▸ WORK TO COMPLETE: Copy each line of the entries that includes the word "masked".
+++ DATA UNDER STUDY
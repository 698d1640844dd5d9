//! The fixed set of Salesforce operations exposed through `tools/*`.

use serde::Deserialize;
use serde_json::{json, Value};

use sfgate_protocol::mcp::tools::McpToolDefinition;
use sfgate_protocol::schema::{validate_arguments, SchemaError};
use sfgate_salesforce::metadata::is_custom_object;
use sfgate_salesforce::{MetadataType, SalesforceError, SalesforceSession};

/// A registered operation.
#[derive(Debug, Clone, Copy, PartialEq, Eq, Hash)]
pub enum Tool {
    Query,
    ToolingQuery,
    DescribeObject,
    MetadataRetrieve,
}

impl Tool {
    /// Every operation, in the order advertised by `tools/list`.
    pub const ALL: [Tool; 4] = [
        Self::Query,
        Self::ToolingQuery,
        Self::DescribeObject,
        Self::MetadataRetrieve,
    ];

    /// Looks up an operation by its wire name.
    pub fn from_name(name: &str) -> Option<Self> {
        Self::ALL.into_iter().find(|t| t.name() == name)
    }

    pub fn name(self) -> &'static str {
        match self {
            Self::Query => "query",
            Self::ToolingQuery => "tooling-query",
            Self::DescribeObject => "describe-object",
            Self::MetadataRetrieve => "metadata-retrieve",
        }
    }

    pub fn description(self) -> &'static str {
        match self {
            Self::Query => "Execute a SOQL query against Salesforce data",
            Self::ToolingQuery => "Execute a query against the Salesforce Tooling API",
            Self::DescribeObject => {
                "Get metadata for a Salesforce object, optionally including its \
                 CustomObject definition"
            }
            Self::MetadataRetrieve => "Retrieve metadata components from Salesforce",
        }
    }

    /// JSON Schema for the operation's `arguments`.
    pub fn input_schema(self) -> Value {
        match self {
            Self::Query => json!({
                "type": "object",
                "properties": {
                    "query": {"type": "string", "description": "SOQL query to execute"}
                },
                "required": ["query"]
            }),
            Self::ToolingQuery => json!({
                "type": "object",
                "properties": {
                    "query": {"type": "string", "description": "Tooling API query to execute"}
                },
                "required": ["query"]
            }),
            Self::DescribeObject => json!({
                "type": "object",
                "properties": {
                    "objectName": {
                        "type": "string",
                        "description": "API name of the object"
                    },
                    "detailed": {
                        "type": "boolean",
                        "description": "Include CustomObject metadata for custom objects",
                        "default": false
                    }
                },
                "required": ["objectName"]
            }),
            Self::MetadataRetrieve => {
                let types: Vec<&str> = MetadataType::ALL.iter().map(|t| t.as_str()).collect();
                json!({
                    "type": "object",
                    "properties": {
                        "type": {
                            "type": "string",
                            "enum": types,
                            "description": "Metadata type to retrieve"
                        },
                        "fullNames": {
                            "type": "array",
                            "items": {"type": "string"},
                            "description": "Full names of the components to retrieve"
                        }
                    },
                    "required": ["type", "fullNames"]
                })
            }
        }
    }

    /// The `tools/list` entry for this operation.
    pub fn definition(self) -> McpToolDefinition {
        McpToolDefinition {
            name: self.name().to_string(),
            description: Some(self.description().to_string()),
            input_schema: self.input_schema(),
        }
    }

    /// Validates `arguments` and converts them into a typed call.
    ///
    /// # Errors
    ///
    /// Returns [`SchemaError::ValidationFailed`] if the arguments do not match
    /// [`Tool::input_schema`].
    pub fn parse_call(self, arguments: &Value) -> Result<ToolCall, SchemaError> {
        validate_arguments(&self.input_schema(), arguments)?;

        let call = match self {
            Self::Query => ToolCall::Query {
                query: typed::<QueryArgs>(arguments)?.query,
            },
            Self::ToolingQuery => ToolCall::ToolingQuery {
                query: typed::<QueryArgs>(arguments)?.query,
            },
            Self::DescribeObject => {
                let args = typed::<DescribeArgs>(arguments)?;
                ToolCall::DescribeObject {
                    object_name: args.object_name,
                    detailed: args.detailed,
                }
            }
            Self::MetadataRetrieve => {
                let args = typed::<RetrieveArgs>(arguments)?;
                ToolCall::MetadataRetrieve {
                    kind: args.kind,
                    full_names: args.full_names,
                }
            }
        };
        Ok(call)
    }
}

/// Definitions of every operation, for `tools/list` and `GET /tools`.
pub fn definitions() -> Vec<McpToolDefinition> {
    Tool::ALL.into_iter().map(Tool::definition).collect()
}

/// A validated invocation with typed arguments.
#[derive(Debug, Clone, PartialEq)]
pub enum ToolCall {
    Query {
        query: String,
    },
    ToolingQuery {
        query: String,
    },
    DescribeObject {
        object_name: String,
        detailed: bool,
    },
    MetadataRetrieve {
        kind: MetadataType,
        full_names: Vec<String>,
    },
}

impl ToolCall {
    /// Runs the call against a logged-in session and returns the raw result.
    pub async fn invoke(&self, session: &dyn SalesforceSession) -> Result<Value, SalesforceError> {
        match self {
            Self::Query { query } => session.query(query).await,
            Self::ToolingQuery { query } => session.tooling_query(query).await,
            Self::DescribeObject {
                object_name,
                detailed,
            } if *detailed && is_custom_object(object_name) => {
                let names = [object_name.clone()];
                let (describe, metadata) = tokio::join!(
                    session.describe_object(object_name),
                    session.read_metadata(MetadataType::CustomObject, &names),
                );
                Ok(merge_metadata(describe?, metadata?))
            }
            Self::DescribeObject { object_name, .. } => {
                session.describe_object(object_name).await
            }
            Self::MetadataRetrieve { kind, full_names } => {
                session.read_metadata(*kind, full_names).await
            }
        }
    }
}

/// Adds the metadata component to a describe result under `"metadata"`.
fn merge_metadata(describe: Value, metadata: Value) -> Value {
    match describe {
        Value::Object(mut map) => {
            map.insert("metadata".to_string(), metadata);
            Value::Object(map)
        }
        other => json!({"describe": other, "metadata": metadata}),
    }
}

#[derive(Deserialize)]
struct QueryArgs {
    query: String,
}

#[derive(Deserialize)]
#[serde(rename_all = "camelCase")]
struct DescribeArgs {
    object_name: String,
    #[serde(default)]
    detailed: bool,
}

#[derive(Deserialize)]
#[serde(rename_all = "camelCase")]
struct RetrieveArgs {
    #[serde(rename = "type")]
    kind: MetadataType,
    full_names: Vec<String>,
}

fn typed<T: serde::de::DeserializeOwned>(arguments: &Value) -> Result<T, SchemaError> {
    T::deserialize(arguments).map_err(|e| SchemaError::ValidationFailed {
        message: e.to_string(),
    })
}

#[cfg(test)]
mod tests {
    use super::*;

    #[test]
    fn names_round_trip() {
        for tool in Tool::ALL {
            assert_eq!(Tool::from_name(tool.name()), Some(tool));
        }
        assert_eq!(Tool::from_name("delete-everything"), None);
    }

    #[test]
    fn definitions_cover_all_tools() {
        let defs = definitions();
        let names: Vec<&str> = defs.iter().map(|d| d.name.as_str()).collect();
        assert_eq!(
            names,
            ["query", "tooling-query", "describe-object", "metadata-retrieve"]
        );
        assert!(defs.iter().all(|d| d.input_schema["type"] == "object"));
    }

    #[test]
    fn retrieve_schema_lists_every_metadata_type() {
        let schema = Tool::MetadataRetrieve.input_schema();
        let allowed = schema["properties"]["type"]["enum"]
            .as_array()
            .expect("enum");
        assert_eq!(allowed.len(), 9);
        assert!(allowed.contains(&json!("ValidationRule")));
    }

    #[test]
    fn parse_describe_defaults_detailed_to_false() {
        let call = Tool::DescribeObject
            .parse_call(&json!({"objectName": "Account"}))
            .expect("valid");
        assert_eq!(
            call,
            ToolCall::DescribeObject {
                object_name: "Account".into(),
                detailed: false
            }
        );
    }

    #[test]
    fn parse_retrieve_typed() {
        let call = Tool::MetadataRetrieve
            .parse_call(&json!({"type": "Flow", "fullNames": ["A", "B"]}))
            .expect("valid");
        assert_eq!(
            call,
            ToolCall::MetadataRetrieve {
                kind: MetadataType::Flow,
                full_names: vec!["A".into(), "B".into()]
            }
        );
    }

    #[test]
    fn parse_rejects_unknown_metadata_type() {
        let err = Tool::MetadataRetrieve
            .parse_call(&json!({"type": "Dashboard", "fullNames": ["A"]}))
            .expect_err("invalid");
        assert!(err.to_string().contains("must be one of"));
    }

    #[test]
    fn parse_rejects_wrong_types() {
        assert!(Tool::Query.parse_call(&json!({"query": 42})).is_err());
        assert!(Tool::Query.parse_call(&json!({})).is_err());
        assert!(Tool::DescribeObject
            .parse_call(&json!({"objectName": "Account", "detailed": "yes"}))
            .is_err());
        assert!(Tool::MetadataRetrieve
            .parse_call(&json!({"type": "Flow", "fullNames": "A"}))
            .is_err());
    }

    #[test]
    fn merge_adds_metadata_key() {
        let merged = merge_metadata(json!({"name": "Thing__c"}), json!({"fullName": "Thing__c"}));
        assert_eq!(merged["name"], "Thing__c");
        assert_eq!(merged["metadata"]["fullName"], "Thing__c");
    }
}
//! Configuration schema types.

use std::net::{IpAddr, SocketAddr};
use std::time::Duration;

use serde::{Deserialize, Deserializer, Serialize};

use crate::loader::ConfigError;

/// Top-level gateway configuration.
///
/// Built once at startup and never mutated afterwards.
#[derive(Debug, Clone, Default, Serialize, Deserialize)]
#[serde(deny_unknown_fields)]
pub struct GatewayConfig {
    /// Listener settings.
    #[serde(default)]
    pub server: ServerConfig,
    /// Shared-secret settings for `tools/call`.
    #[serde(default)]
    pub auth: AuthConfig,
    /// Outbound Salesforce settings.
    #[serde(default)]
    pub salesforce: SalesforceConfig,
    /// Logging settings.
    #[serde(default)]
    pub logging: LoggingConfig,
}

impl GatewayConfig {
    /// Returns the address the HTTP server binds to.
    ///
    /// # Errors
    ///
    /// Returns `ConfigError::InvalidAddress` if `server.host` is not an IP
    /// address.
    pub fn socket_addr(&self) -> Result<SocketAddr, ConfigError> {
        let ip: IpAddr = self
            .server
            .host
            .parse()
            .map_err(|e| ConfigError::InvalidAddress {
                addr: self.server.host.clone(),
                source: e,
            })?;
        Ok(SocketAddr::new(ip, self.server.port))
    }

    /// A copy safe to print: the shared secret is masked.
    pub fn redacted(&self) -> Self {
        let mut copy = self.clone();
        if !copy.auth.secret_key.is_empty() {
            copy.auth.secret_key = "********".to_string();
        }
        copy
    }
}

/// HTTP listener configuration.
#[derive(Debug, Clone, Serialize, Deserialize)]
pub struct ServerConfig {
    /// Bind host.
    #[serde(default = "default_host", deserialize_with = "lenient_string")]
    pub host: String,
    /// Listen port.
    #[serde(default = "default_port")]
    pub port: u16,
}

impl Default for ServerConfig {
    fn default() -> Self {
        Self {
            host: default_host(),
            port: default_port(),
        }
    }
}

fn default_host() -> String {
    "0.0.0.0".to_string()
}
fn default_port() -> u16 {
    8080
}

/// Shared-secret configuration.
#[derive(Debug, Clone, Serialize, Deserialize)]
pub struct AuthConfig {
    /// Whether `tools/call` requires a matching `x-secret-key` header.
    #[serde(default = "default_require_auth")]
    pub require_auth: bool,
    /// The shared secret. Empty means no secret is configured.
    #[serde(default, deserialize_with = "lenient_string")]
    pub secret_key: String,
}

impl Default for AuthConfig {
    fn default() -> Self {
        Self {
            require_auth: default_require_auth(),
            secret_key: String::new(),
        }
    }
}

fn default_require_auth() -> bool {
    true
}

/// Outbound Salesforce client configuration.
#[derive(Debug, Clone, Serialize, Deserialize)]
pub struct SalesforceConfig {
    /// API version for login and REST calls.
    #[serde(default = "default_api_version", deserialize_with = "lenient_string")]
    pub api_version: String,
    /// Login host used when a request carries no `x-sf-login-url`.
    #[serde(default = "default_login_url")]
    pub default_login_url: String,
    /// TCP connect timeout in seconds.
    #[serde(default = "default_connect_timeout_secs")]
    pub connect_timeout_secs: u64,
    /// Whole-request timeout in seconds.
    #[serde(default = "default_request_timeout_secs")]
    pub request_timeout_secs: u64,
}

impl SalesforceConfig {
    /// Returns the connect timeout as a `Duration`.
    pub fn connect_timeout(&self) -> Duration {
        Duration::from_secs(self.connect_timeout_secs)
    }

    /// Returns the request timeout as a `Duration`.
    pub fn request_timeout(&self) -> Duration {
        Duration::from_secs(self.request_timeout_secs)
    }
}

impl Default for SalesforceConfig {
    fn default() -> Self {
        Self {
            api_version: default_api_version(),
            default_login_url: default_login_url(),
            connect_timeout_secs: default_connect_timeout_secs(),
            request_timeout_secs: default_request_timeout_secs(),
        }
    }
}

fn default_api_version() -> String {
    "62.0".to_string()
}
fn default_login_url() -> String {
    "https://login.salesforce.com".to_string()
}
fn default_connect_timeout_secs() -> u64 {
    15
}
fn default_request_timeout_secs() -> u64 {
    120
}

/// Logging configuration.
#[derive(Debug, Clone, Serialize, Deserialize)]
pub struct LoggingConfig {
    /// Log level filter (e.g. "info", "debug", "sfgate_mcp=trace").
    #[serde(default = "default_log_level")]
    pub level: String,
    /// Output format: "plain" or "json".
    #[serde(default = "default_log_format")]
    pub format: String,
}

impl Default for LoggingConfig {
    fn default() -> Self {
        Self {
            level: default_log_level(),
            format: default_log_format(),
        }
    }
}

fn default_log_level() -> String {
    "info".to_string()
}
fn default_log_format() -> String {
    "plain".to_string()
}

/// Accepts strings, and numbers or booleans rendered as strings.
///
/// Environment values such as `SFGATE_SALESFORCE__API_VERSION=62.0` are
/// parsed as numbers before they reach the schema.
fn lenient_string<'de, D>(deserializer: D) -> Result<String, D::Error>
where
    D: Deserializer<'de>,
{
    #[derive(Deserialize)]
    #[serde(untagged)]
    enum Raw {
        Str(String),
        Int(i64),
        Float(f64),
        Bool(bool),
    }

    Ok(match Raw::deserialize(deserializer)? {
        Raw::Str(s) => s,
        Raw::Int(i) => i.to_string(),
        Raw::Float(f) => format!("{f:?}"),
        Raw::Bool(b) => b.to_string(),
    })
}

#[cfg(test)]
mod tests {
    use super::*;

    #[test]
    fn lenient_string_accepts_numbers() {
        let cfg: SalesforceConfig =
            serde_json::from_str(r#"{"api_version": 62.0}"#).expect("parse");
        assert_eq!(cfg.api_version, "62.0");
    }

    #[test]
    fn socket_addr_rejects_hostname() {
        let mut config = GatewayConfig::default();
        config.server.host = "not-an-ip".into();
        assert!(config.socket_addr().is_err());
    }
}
++++++
+++ DATA UNDER STUDY
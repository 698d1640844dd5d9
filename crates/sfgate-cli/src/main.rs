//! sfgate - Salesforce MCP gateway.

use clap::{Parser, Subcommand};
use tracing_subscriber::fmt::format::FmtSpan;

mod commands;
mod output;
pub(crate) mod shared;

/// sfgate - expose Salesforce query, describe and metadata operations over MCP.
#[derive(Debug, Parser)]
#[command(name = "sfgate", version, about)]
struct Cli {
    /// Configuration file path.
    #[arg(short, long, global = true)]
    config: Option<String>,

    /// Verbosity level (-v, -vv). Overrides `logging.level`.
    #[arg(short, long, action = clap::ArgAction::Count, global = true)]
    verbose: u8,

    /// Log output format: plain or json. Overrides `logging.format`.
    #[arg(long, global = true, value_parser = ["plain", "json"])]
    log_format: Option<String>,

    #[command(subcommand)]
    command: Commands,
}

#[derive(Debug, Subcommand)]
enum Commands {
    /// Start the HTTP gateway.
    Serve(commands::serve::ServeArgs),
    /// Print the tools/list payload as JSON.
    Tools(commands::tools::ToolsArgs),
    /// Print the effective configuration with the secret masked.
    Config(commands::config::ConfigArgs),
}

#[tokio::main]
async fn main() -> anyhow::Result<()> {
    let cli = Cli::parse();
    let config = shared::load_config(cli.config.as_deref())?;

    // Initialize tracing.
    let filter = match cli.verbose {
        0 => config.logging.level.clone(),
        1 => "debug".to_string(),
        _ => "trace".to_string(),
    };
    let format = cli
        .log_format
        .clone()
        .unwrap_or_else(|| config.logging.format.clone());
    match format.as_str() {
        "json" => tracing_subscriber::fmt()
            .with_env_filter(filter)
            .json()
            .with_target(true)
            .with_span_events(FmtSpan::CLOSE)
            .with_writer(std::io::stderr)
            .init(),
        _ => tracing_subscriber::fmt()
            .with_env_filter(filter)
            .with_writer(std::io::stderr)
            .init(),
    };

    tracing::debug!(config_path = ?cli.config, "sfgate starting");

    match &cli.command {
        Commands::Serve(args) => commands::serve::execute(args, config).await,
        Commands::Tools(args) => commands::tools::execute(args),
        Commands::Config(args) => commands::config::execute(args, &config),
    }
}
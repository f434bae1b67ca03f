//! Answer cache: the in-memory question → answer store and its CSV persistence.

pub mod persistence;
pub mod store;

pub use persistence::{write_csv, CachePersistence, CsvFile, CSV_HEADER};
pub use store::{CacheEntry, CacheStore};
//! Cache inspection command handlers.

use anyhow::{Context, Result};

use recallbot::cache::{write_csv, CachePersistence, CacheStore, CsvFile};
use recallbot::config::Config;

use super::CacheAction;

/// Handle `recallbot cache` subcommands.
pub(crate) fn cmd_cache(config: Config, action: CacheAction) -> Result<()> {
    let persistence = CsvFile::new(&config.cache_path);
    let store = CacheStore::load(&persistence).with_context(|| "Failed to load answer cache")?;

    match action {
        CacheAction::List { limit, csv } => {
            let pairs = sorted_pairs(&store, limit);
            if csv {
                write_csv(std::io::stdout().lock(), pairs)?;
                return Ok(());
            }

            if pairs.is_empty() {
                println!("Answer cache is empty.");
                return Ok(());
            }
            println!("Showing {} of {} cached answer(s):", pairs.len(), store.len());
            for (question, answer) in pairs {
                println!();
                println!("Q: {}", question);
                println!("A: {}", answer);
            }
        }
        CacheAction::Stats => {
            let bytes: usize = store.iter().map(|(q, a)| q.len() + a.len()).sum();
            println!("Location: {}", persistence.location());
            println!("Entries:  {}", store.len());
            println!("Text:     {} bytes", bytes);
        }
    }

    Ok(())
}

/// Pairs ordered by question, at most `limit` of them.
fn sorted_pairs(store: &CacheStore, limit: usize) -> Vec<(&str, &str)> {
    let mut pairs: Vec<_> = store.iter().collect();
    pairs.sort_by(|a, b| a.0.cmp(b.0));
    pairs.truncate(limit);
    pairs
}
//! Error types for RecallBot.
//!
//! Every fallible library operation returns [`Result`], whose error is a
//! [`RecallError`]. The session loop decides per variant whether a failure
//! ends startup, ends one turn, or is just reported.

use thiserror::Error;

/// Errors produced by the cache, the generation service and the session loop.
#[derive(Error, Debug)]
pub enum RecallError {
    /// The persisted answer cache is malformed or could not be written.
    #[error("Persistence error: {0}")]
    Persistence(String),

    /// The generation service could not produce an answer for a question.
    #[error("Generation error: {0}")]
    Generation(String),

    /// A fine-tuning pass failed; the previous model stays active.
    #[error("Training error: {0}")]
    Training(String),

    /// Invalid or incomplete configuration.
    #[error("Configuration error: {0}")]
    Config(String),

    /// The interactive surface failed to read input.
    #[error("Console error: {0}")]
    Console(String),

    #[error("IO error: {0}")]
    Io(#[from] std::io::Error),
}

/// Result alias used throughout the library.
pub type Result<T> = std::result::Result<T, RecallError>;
++++++
▸ EXERCISE OUTPUT:
    /// A copy safe to print: the shared secret is masked.
    /// Print the effective configuration with the secret masked.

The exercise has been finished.